Posted on 6 février 2013

Le design est une discipline relativement jeune qui insiste sur ses origines et ses liens avec l’industrie, c’est aussi uns et des moyens de s’engager avec le monde artistique via la conception.

Mais, contrairement à l’art, le design n’est pas un singulier. Il existe des éditions limitées ou uniques , mais c’est souvent un processus coopératif impliquant la division du travail qui est en œuvre. On le voit, le design a toujours fait l’objet d’autoquestionnement et d’autoassurance. C’est une discipline qui a des normes contraignantes qui les rendent vulnérables à toutes sortes d’interprétations et des lectures. Deux raisons principales : la saturation et le besoin de valorisation. En utilisant les théories d’Abraham Maslow et sa hiérarchie des besoins, il semble que nous ne soyons pas loin d’un degré de saturation : il est moins une question de faim, que d’appétit.

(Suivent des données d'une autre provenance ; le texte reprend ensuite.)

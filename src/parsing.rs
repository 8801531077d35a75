//! Normalization helpers shared by the submission schemas and the CRM adapter.
//!
//! Everything here is pure: loosely formatted user or geocoder input goes in,
//! normalized scalar values come out. Nothing in this module panics on bad input.

use once_cell::sync::Lazy;
use phonenumber::country::Id as CountryId;
use phonenumber::Mode;
use regex::Regex;
use serde::{Deserialize, Serialize};
use serde_json::Value;

use crate::models::AddressComponent;

static PRICE_NUMBER: Lazy<Regex> =
    Lazy::new(|| Regex::new(r"^(?:\d+(?:\.\d*)?|\.\d+)$").expect("valid price regex"));

/// Parse a loosely formatted asking price.
///
/// Accepts JSON numbers as-is and strings such as `"$ 425,000"`, `"425K"` or
/// `"1.5M"`. Returns `None` for null, empty, negative or unparseable input.
pub fn parse_price(input: &Value) -> Option<f64> {
    match input {
        Value::Null => None,
        Value::Number(n) => n.as_f64().filter(|v| v.is_finite() && *v >= 0.0),
        Value::String(s) => parse_price_str(s),
        _ => None,
    }
}

/// String form of [`parse_price`].
pub fn parse_price_str(raw: &str) -> Option<f64> {
    let cleaned: String = raw
        .chars()
        .filter(|c| *c != '$' && *c != ',' && !c.is_whitespace())
        .collect();

    if cleaned.is_empty() {
        return None;
    }

    let (number, multiplier) = match cleaned.chars().last() {
        Some('k') | Some('K') => (&cleaned[..cleaned.len() - 1], 1_000.0),
        Some('m') | Some('M') => (&cleaned[..cleaned.len() - 1], 1_000_000.0),
        _ => (cleaned.as_str(), 1.0),
    };

    if !PRICE_NUMBER.is_match(number) {
        return None;
    }

    number
        .parse::<f64>()
        .ok()
        .map(|v| v * multiplier)
        .filter(|v| v.is_finite() && *v >= 0.0)
}

/// Digits only, in order.
pub fn phone_digits(raw: &str) -> String {
    raw.chars().filter(|c| c.is_ascii_digit()).collect()
}

/// Format a 10-digit number as `(XXX) XXX-XXXX`.
///
/// Anything that does not strip down to exactly ten digits is returned untouched,
/// so already-formatted international numbers survive the round trip.
pub fn format_phone_for_storage(raw: &str) -> String {
    let digits = phone_digits(raw);
    if digits.len() != 10 {
        return raw.to_string();
    }
    format!("({}) {}-{}", &digits[0..3], &digits[3..6], &digits[6..10])
}

pub fn is_valid_phone_number(raw: &str) -> bool {
    phone_digits(raw).len() == 10
}

/// E.164 representation used for provider lookups and the CRM.
///
/// Parses with the US region through `phonenumber`; numbers the library cannot
/// parse fall back to `+1` followed by the raw digits.
pub fn to_e164(raw: &str) -> String {
    match phonenumber::parse(Some(CountryId::US), raw) {
        Ok(number) => number.format().mode(Mode::E164).to_string(),
        Err(e) => {
            tracing::debug!("phonenumber could not parse '{}': {:?}", raw, e);
            let digits = phone_digits(raw);
            if digits.len() == 11 && digits.starts_with('1') {
                format!("+{}", digits)
            } else {
                format!("+1{}", digits)
            }
        }
    }
}

/// Split a combined name on whitespace.
///
/// The first token is the first name and the remainder the last name. A single
/// token is used for both. Returns `None` for blank input.
pub fn split_full_name(full_name: &str) -> Option<(String, String)> {
    let mut tokens = full_name.split_whitespace();
    let first = tokens.next()?.to_string();
    let rest: Vec<&str> = tokens.collect();
    if rest.is_empty() {
        Some((first.clone(), first))
    } else {
        Some((first, rest.join(" ")))
    }
}

/// Street/city/state/zip extracted from geocoder components.
#[derive(Debug, Clone, Default, PartialEq, Eq, Serialize, Deserialize)]
#[serde(rename_all = "camelCase")]
pub struct ParsedAddress {
    pub address_line1: String,
    pub city: String,
    pub state: String,
    pub postal_code: String,
}

const CITY_TYPES: [&str; 4] = [
    "locality",
    "sublocality",
    "postal_town",
    "administrative_area_level_2",
];

/// Decompose a geocoder component list.
///
/// City resolution walks `locality`, `sublocality`, `postal_town` and finally
/// the county; the first type present wins regardless of component order.
pub fn parse_address_components(components: &[AddressComponent]) -> ParsedAddress {
    let find = |kind: &str| {
        components
            .iter()
            .find(|c| c.types.iter().any(|t| t == kind))
    };

    let street_number = find("street_number").map(|c| c.long_name.as_str()).unwrap_or("");
    let route = find("route").map(|c| c.long_name.as_str()).unwrap_or("");
    let address_line1 = format!("{} {}", street_number, route).trim().to_string();

    let mut city = String::new();
    for kind in CITY_TYPES {
        if let Some(component) = find(kind) {
            city = component.long_name.clone();
            break;
        }
    }

    let state = find("administrative_area_level_1")
        .map(|c| c.short_name.clone())
        .unwrap_or_default();
    let postal_code = find("postal_code")
        .map(|c| c.long_name.clone())
        .unwrap_or_default();

    ParsedAddress {
        address_line1,
        city,
        state,
        postal_code,
    }
}

/// Input to [`validate_address`].
#[derive(Debug, Clone, Copy, Default)]
pub struct AddressInput<'a> {
    pub address_line1: &'a str,
    pub city: &'a str,
    pub state: &'a str,
    pub postal_code: Option<&'a str>,
}

impl<'a> From<&'a ParsedAddress> for AddressInput<'a> {
    fn from(parsed: &'a ParsedAddress) -> Self {
        Self {
            address_line1: &parsed.address_line1,
            city: &parsed.city,
            state: &parsed.state,
            postal_code: Some(&parsed.postal_code),
        }
    }
}

#[derive(Debug, Clone, PartialEq, Eq)]
pub struct AddressValidation {
    pub is_valid: bool,
    pub errors: Vec<String>,
}

pub fn validate_address(input: &AddressInput<'_>) -> AddressValidation {
    let mut errors = Vec::new();
    if input.address_line1.trim().is_empty() {
        errors.push("Street address is required".to_string());
    }
    if input.city.trim().is_empty() {
        errors.push("City is required".to_string());
    }
    if input.state.trim().is_empty() {
        errors.push("State is required".to_string());
    }
    AddressValidation {
        is_valid: errors.is_empty(),
        errors,
    }
}

/// Best-effort split of an already formatted address string.
///
/// `"1600 Pennsylvania Ave NW, Washington, DC 20500"` becomes street
/// `1600 Pennsylvania Ave NW`, city `Washington`, state `DC`, zip `20500`.
/// Approximate by nature; structured components always take precedence.
pub fn split_address_fallback(address: &str) -> ParsedAddress {
    let segments: Vec<&str> = address.split(',').map(str::trim).collect();

    let address_line1 = segments.first().copied().unwrap_or("").to_string();
    let city = segments.get(1).copied().unwrap_or("").to_string();

    let mut state_zip = segments.get(2).copied().unwrap_or("").split_whitespace();
    let state = state_zip.next().unwrap_or("").to_string();
    let postal_code = state_zip.next().unwrap_or("").to_string();

    ParsedAddress {
        address_line1,
        city,
        state,
        postal_code,
    }
}

#[cfg(test)]
mod tests {
    use super::*;
    use serde_json::json;

    fn component(long: &str, short: &str, types: &[&str]) -> AddressComponent {
        AddressComponent {
            long_name: long.to_string(),
            short_name: short.to_string(),
            types: types.iter().map(|t| t.to_string()).collect(),
        }
    }

    #[test]
    fn test_parse_price_documented_formats() {
        assert_eq!(parse_price(&json!("425,000")), Some(425000.0));
        assert_eq!(parse_price(&json!("$ 425,000")), Some(425000.0));
        assert_eq!(parse_price(&json!("425K")), Some(425000.0));
        assert_eq!(parse_price(&json!("1.5M")), Some(1500000.0));
        assert_eq!(parse_price(&json!("abc")), None);
        assert_eq!(parse_price(&json!(0)), Some(0.0));
    }

    #[test]
    fn test_parse_price_empty_and_null() {
        assert_eq!(parse_price(&Value::Null), None);
        assert_eq!(parse_price(&json!("")), None);
        assert_eq!(parse_price(&json!("   ")), None);
        assert_eq!(parse_price(&json!("$")), None);
        assert_eq!(parse_price(&json!("k")), None);
    }

    #[test]
    fn test_parse_price_rejects_negative_and_exotic() {
        assert_eq!(parse_price(&json!(-5)), None);
        assert_eq!(parse_price(&json!("-5")), None);
        assert_eq!(parse_price(&json!("inf")), None);
        assert_eq!(parse_price(&json!("12abc")), None);
        assert_eq!(parse_price(&json!(true)), None);
    }

    #[test]
    fn test_parse_price_lowercase_suffix() {
        assert_eq!(parse_price_str("350k"), Some(350000.0));
        assert_eq!(parse_price_str("2m"), Some(2000000.0));
    }

    #[test]
    fn test_format_phone_ten_digits() {
        assert_eq!(format_phone_for_storage("5551234567"), "(555) 123-4567");
        assert_eq!(format_phone_for_storage("555.123.4567"), "(555) 123-4567");
        assert_eq!(format_phone_for_storage("(555) 123-4567"), "(555) 123-4567");
    }

    #[test]
    fn test_format_phone_passthrough() {
        assert_eq!(format_phone_for_storage("+1 555 123 4567"), "+1 555 123 4567");
        assert_eq!(format_phone_for_storage("12345"), "12345");
        assert!(!is_valid_phone_number("+1 555 123 4567"));
        assert!(is_valid_phone_number("555-123-4567"));
    }

    #[test]
    fn test_to_e164_fallback() {
        assert_eq!(to_e164("555-123-4567"), "+15551234567");
    }

    #[test]
    fn test_split_full_name() {
        assert_eq!(
            split_full_name("John Doe"),
            Some(("John".to_string(), "Doe".to_string()))
        );
        assert_eq!(
            split_full_name("  Mary Ann  Smith "),
            Some(("Mary".to_string(), "Ann Smith".to_string()))
        );
        assert_eq!(
            split_full_name("Cher"),
            Some(("Cher".to_string(), "Cher".to_string()))
        );
        assert_eq!(split_full_name("   "), None);
    }

    #[test]
    fn test_parse_address_components_full() {
        let components = vec![
            component("1600", "1600", &["street_number"]),
            component("Pennsylvania Avenue Northwest", "Pennsylvania Ave NW", &["route"]),
            component("Washington", "Washington", &["locality", "political"]),
            component("District of Columbia", "DC", &["administrative_area_level_1"]),
            component("20500", "20500", &["postal_code"]),
        ];

        let parsed = parse_address_components(&components);
        assert_eq!(parsed.address_line1, "1600 Pennsylvania Avenue Northwest");
        assert_eq!(parsed.city, "Washington");
        assert_eq!(parsed.state, "DC");
        assert_eq!(parsed.postal_code, "20500");
    }

    #[test]
    fn test_parse_address_components_city_priority() {
        // County listed first must not shadow a later postal_town.
        let components = vec![
            component("Kings County", "Kings County", &["administrative_area_level_2"]),
            component("Brooklyn", "Brooklyn", &["sublocality", "political"]),
            component("NY", "NY", &["administrative_area_level_1"]),
        ];
        assert_eq!(parse_address_components(&components).city, "Brooklyn");

        let county_only = vec![component(
            "Travis County",
            "Travis County",
            &["administrative_area_level_2"],
        )];
        assert_eq!(parse_address_components(&county_only).city, "Travis County");
    }

    #[test]
    fn test_parse_address_components_missing_parts() {
        let parsed = parse_address_components(&[component("Main St", "Main St", &["route"])]);
        assert_eq!(parsed.address_line1, "Main St");
        assert_eq!(parsed.city, "");
        assert_eq!(parsed.postal_code, "");
    }

    #[test]
    fn test_validate_address_messages() {
        let result = validate_address(&AddressInput::default());
        assert!(!result.is_valid);
        assert_eq!(
            result.errors,
            vec![
                "Street address is required",
                "City is required",
                "State is required"
            ]
        );
    }

    #[test]
    fn test_validate_address_postal_code_optional() {
        let input = AddressInput {
            address_line1: "1 Main St",
            city: "Austin",
            state: "TX",
            postal_code: None,
        };
        assert!(validate_address(&input).is_valid);
    }

    #[test]
    fn test_split_address_fallback() {
        let parsed = split_address_fallback("1600 Pennsylvania Ave NW, Washington, DC 20500");
        assert_eq!(parsed.address_line1, "1600 Pennsylvania Ave NW");
        assert_eq!(parsed.city, "Washington");
        assert_eq!(parsed.state, "DC");
        assert_eq!(parsed.postal_code, "20500");

        let short = split_address_fallback("123 Main St");
        assert_eq!(short.address_line1, "123 Main St");
        assert!(short.city.is_empty());
        assert!(short.state.is_empty());
    }
}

Nous vivons dans une société qui a tout, mais nous en sommes à critiquer les attitudes face à l’environnement ou nos habitudes de consommation. Ce dilemme est important surtout pour les jeunes créateurs engagés : pourquoi devrions-nous continuer à concevoir les choses dans un monde qui a déjà tout ? Car aujourd’hui, la rareté et les lacunes ne sont plus aussi visibles qu’à l’époque de Roger Tallon. Ces constatations sont liées à l’observation d’un changement profond en cours, à savoir l’interpénétration de l’espace public (sites Web, blogs, expositions, magazines, catalogues, etc.). Ce changement a ses bons côtés, mais cela donne lieu à une forme indirecte de discorde : je publie (j’édite) donc je suis.

Ce changement doit être compris comme un modèle de comportement et non comme une position coordonnée sur l’enseignement. Mais le fait est que les approches pédagogiques se déplacent de plus en plus loin du véritable noyau de notre profession, pour n’être liée qu’à son besoin de médiatisation, des projets et des étudiants.